Jérémy Sarrazin et Jimmy Delrive, âgés respectivement de 44 et 48 ans, ont contrôlé l’usinage des moteurs essence chez Stellantis à Douvrin pendant de nombreuses années.

Spécialisés respectivement dans les boîtiers de cylindres et de bielles, deux pièces qui auront complètement disparu dans le monde de l’électricité, ils ont rejoint l’usine de batteries ACC où ils pratiqueront après une conversion de 400 heures.

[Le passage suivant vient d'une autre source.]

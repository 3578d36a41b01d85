use common::types::point::Point;

/// Earth radius in kilometers.
pub const EARTH_RADIUS_KM: f64 = 6371.0;

/// Great-circle distance in kilometers between two points given in decimal degrees.
///
/// Coordinates are not validated. Values outside the valid latitude/longitude ranges still go
/// through the formula and yield a number, just not a meaningful one.
pub fn haversine_km(lat1: f64, lon1: f64, lat2: f64, lon2: f64) -> f64 {
    let lat1_rad = lat1.to_radians();
    let lat2_rad = lat2.to_radians();
    let delta_lat = (lat2 - lat1).to_radians();
    let delta_lon = (lon2 - lon1).to_radians();

    let a = (delta_lat / 2.0).sin().powi(2)
        + lat1_rad.cos() * lat2_rad.cos() * (delta_lon / 2.0).sin().powi(2);
    // Rounding can push `a` slightly past 1 for antipodal points
    let c = 2.0 * a.clamp(0.0, 1.0).sqrt().asin();

    EARTH_RADIUS_KM * c
}

pub fn distance(a: &Point, b: &Point) -> f64 {
    haversine_km(a.latitude, a.longitude, b.latitude, b.longitude)
}
use common::types::trip::{SimilarityPair, Trip};
use common::util::distance::Distance;
use itertools::Itertools;
use log::debug;
use rayon::prelude::*;

use crate::bucketing::Buckets;
use crate::haversine::distance;

/// Finds the similarity pairs of a single temporal bucket.
///
/// The cluster is anchored at the first trip of the bucket: the origin cluster contains every trip
/// whose origin is within `threshold` of the first trip's origin. The final cluster contains every
/// member of the origin cluster whose destination is within `threshold` of the destination of the
/// origin cluster's first member. Both bounds are inclusive.
///
/// Every trip of the bucket is then paired with every member of the final cluster except itself.
/// The cluster does not depend on the trip being paired, so a trip far away from the anchor is
/// still recorded as similar to the cluster members.
pub fn cluster_bucket(trips: &[Trip], threshold: Distance) -> Vec<SimilarityPair> {
    let final_cluster = anchored_cluster(trips, threshold);

    trips.iter()
        .flat_map(|trip| {
            final_cluster.iter()
                .filter_map(move |similar| SimilarityPair::new(trip.id, similar.id))
        })
        .collect()
}

fn anchored_cluster(trips: &[Trip], threshold: Distance) -> Vec<&Trip> {
    let Some(origin_reference) = trips.first() else {
        return vec![];
    };

    let origin_cluster = trips.iter()
        .filter(|trip| distance(&trip.origin, &origin_reference.origin) <= threshold.kilometers())
        .collect_vec();

    // Only empty if the threshold is negative or the anchor has non-finite coordinates
    let Some(destination_reference) = origin_cluster.first() else {
        return vec![];
    };

    origin_cluster.iter()
        .filter(|trip| {
            distance(&trip.destination, &destination_reference.destination) <= threshold.kilometers()
        })
        .copied()
        .collect_vec()
}

/// Finds the similarity pairs of all buckets. Buckets are independent of each other, so they are
/// processed in parallel. The result is ordered by bucket, and within a bucket in the order
/// `cluster_bucket` emits the pairs.
pub fn cluster_buckets(buckets: &Buckets, threshold: Distance) -> Vec<SimilarityPair> {
    let buckets = buckets.iter().collect_vec();

    buckets.par_iter()
        .map(|(key, trips)| {
            let pairs = cluster_bucket(trips, threshold);
            debug!(target: "similarity", "Bucket {} with {} trips yields {} pairs", key, trips.len(), pairs.len());
            pairs
        })
        .collect::<Vec<Vec<SimilarityPair>>>()
        .concat()
}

« La mécanique globale et la puissance électrique sont très différentes », observe Jimmy Delrive. . « 

Il parie sur le symbole de la région, qui opère ici pas moins que sa 3ème mutation en cinquante ans, après les mines et les moteurs thermiques.

« Nous sommes la seule région en France qui a établi un contrat d’exécution dans lequel nous devons garantir les formalités en partie le temps, car avec ce contrat tous les acteurs qui accordent les autorisations travaillent en parallèle, pas successivement, donc se séparent toujours que d’autres régions et d’autres pays », a déclaré à Reuters Xavier Bertrand, président de la région Hauts-de-France.

LA MENACE DE L’IRA

Les conseillers de l’Elysée se vantent devant les journalistes d’une note EY qu’il semble que la France soit la destination la plus sensée en Europe par le nombre de projets d’investissement, devant la Grande-Bretagne et l’Allemagne.

« Le président se bat pour une possible Europe. Mais c’est aussi une course à l’intérieur de l’Europe », a déclaré un diplomate français.

Mais le risque vient aussi d’ailleurs. L’IRA des États-Unisa compromis la mission de ProLogium en France, a déclaré à Reuters un conseiller du chef de l’Etat. En avril, une assemblée s’est tenue à l’Elysée avec le groupe taïwanais, qui a déclaré avoir besoin d’un « petit plus » pour convaincre son conseil d’administration d’investir en France.

Selon le conseiller, ce qui a scellé l’accord était la promesse de Macron d’assister personnellement au rite de signature, ce qui a donné à ProLogium une publicité bienvenue.

Au-delà de l’accueil des autorités françaises, Vincent Yang a déclaré à Reuters qu’il appréciait la proximité d’autres usines de batteries et d’une énergie électrique raisonnablement bas carbone à Dunkerque, près de la centrale nucléaire de Gravelines, l’une des plus grandes d’Europe occidentale.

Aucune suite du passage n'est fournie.